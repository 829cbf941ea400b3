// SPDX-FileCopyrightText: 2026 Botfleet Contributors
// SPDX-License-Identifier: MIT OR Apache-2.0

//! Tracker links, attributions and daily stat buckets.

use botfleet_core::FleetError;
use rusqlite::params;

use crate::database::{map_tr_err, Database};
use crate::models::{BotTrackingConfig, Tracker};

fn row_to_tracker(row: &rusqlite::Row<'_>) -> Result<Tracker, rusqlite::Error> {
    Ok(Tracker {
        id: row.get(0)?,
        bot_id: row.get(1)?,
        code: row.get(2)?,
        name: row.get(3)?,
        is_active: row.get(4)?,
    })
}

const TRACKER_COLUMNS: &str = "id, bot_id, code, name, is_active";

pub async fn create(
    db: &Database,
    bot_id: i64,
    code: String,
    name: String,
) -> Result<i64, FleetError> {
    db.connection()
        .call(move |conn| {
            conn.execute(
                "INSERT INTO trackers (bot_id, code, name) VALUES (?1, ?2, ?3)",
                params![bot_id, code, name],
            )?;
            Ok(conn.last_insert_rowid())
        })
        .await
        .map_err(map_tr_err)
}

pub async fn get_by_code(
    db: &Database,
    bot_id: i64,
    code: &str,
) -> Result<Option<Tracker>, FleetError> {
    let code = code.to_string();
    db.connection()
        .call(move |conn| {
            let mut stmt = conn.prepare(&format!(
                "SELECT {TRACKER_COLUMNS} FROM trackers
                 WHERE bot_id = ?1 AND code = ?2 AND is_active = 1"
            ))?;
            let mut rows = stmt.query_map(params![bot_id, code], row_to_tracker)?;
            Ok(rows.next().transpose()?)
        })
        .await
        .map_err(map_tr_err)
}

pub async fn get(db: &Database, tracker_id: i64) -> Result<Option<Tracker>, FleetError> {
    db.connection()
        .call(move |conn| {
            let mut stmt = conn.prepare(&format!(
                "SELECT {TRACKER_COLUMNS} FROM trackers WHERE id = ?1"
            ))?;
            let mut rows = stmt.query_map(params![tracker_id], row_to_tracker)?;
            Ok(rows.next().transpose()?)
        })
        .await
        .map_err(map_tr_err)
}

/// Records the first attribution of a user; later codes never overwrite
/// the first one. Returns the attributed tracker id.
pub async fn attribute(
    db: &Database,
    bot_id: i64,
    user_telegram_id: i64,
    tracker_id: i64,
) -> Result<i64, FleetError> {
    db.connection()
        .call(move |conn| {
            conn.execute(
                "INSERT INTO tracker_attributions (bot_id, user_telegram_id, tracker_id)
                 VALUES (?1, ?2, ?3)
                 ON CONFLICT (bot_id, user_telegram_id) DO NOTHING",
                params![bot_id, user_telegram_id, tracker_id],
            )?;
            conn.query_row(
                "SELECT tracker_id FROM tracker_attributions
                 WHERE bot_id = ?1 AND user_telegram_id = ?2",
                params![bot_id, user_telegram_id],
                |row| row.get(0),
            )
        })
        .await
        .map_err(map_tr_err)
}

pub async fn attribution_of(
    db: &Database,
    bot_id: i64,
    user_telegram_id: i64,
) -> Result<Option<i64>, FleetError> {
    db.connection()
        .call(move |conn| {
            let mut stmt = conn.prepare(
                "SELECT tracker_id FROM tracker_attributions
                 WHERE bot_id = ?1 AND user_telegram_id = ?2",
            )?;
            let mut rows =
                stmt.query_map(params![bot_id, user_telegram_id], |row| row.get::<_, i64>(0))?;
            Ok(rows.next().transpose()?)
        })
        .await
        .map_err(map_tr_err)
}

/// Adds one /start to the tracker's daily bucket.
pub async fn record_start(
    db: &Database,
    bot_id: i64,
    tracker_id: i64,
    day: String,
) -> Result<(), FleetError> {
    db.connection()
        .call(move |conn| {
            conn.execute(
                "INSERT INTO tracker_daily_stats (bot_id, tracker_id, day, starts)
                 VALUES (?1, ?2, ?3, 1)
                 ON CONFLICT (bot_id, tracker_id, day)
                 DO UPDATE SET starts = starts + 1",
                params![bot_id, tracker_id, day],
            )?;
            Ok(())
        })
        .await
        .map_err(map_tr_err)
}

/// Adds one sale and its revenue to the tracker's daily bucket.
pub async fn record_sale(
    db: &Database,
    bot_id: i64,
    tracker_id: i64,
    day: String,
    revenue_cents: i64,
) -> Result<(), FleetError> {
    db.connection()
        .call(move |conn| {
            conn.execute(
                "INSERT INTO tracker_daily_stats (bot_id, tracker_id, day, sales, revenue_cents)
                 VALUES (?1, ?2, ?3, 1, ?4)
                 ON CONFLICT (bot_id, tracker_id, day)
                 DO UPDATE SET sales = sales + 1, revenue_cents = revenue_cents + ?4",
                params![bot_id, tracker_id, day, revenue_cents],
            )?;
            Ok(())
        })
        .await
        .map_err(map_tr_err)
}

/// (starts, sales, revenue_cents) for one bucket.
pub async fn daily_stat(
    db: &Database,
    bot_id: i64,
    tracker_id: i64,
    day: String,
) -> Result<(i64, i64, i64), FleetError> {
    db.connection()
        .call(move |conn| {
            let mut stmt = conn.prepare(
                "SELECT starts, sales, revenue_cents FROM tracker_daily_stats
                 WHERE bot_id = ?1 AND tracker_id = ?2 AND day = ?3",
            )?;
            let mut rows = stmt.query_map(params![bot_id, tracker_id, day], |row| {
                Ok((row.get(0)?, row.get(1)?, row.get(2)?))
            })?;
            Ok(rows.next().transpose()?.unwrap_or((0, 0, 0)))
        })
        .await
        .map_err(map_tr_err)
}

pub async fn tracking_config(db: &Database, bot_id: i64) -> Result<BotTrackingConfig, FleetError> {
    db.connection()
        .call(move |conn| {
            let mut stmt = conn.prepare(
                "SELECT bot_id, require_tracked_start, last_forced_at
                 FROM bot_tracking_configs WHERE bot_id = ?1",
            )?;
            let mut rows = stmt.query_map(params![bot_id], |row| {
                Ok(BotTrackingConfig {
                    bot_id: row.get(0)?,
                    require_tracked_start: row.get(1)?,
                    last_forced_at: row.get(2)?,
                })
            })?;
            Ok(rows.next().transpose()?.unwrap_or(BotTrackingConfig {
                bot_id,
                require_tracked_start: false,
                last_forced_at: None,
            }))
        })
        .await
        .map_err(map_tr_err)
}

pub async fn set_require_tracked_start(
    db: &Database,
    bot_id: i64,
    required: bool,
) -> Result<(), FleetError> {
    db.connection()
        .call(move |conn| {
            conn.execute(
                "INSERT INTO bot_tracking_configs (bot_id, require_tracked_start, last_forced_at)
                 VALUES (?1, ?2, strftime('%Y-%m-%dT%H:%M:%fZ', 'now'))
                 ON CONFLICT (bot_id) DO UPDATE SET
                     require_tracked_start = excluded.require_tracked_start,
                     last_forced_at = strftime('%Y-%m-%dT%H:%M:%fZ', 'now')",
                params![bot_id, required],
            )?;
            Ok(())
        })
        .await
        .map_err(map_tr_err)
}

__PROBLEM TO WORK ON__. Return every line above exactly as it stands.

__EXPECTED ANSWER__.
repository 829cbf941ea400b3
// SPDX-FileCopyrightText: 2026 Botfleet Contributors
// SPDX-License-Identifier: MIT OR Apache-2.0

//! Tracker links, attributions and daily stat buckets.

use botfleet_core::FleetError;
use rusqlite::params;

use crate::database::{map_tr_err, Database};
use crate::models::{BotTrackingConfig, Tracker};

fn row_to_tracker(row: &rusqlite::Row<'_>) -> Result<Tracker, rusqlite::Error> {
    Ok(Tracker {
        id: row.get(0)?,
        bot_id: row.get(1)?,
        code: row.get(2)?,
        name: row.get(3)?,
        is_active: row.get(4)?,
    })
}

const TRACKER_COLUMNS: &str = "id, bot_id, code, name, is_active";

pub async fn create(
    db: &Database,
    bot_id: i64,
    code: String,
    name: String,
) -> Result<i64, FleetError> {
    db.connection()
        .call(move |conn| {
            conn.execute(
                "INSERT INTO trackers (bot_id, code, name) VALUES (?1, ?2, ?3)",
                params![bot_id, code, name],
            )?;
            Ok(conn.last_insert_rowid())
        })
        .await
        .map_err(map_tr_err)
}

pub async fn get_by_code(
    db: &Database,
    bot_id: i64,
    code: &str,
) -> Result<Option<Tracker>, FleetError> {
    let code = code.to_string();
    db.connection()
        .call(move |conn| {
            let mut stmt = conn.prepare(&format!(
                "SELECT {TRACKER_COLUMNS} FROM trackers
                 WHERE bot_id = ?1 AND code = ?2 AND is_active = 1"
            ))?;
            let mut rows = stmt.query_map(params![bot_id, code], row_to_tracker)?;
            Ok(rows.next().transpose()?)
        })
        .await
        .map_err(map_tr_err)
}

pub async fn get(db: &Database, tracker_id: i64) -> Result<Option<Tracker>, FleetError> {
    db.connection()
        .call(move |conn| {
            let mut stmt = conn.prepare(&format!(
                "SELECT {TRACKER_COLUMNS} FROM trackers WHERE id = ?1"
            ))?;
            let mut rows = stmt.query_map(params![tracker_id], row_to_tracker)?;
            Ok(rows.next().transpose()?)
        })
        .await
        .map_err(map_tr_err)
}

/// Records the first attribution of a user; later codes never overwrite
/// the first one. Returns the attributed tracker id.
pub async fn attribute(
    db: &Database,
    bot_id: i64,
    user_telegram_id: i64,
    tracker_id: i64,
) -> Result<i64, FleetError> {
    db.connection()
        .call(move |conn| {
            conn.execute(
                "INSERT INTO tracker_attributions (bot_id, user_telegram_id, tracker_id)
                 VALUES (?1, ?2, ?3)
                 ON CONFLICT (bot_id, user_telegram_id) DO NOTHING",
                params![bot_id, user_telegram_id, tracker_id],
            )?;
            conn.query_row(
                "SELECT tracker_id FROM tracker_attributions
                 WHERE bot_id = ?1 AND user_telegram_id = ?2",
                params![bot_id, user_telegram_id],
                |row| row.get(0),
            )
        })
        .await
        .map_err(map_tr_err)
}

pub async fn attribution_of(
    db: &Database,
    bot_id: i64,
    user_telegram_id: i64,
) -> Result<Option<i64>, FleetError> {
    db.connection()
        .call(move |conn| {
            let mut stmt = conn.prepare(
                "SELECT tracker_id FROM tracker_attributions
                 WHERE bot_id = ?1 AND user_telegram_id = ?2",
            )?;
            let mut rows =
                stmt.query_map(params![bot_id, user_telegram_id], |row| row.get::<_, i64>(0))?;
            Ok(rows.next().transpose()?)
        })
        .await
        .map_err(map_tr_err)
}

/// Adds one /start to the tracker's daily bucket.
pub async fn record_start(
    db: &Database,
    bot_id: i64,
    tracker_id: i64,
    day: String,
) -> Result<(), FleetError> {
    db.connection()
        .call(move |conn| {
            conn.execute(
                "INSERT INTO tracker_daily_stats (bot_id, tracker_id, day, starts)
                 VALUES (?1, ?2, ?3, 1)
                 ON CONFLICT (bot_id, tracker_id, day)
                 DO UPDATE SET starts = starts + 1",
                params![bot_id, tracker_id, day],
            )?;
            Ok(())
        })
        .await
        .map_err(map_tr_err)
}

/// Adds one sale and its revenue to the tracker's daily bucket.
pub async fn record_sale(
    db: &Database,
    bot_id: i64,
    tracker_id: i64,
    day: String,
    revenue_cents: i64,
) -> Result<(), FleetError> {
    db.connection()
        .call(move |conn| {
            conn.execute(
                "INSERT INTO tracker_daily_stats (bot_id, tracker_id, day, sales, revenue_cents)
                 VALUES (?1, ?2, ?3, 1, ?4)
                 ON CONFLICT (bot_id, tracker_id, day)
                 DO UPDATE SET sales = sales + 1, revenue_cents = revenue_cents + ?4",
                params![bot_id, tracker_id, day, revenue_cents],
            )?;
            Ok(())
        })
        .await
        .map_err(map_tr_err)
}

/// (starts, sales, revenue_cents) for one bucket.
pub async fn daily_stat(
    db: &Database,
    bot_id: i64,
    tracker_id: i64,
    day: String,
) -> Result<(i64, i64, i64), FleetError> {
    db.connection()
        .call(move |conn| {
            let mut stmt = conn.prepare(
                "SELECT starts, sales, revenue_cents FROM tracker_daily_stats
                 WHERE bot_id = ?1 AND tracker_id = ?2 AND day = ?3",
            )?;
            let mut rows = stmt.query_map(params![bot_id, tracker_id, day], |row| {
                Ok((row.get(0)?, row.get(1)?, row.get(2)?))
            })?;
            Ok(rows.next().transpose()?.unwrap_or((0, 0, 0)))
        })
        .await
        .map_err(map_tr_err)
}

pub async fn tracking_config(db: &Database, bot_id: i64) -> Result<BotTrackingConfig, FleetError> {
    db.connection()
        .call(move |conn| {
            let mut stmt = conn.prepare(
                "SELECT bot_id, require_tracked_start, last_forced_at
                 FROM bot_tracking_configs WHERE bot_id = ?1",
            )?;
            let mut rows = stmt.query_map(params![bot_id], |row| {
                Ok(BotTrackingConfig {
                    bot_id: row.get(0)?,
                    require_tracked_start: row.get(1)?,
                    last_forced_at: row.get(2)?,
                })
            })?;
            Ok(rows.next().transpose()?.unwrap_or(BotTrackingConfig {
                bot_id,
                require_tracked_start: false,
                last_forced_at: None,
            }))
        })
        .await
        .map_err(map_tr_err)
}

pub async fn set_require_tracked_start(
    db: &Database,
    bot_id: i64,
    required: bool,
) -> Result<(), FleetError> {
    db.connection()
        .call(move |conn| {
            conn.execute(
                "INSERT INTO bot_tracking_configs (bot_id, require_tracked_start, last_forced_at)
                 VALUES (?1, ?2, strftime('%Y-%m-%dT%H:%M:%fZ', 'now'))
                 ON CONFLICT (bot_id) DO UPDATE SET
                     require_tracked_start = excluded.require_tracked_start,
                     last_forced_at = strftime('%Y-%m-%dT%H:%M:%fZ', 'now')",
                params![bot_id, required],
            )?;
            Ok(())
        })
        .await
        .map_err(map_tr_err)
}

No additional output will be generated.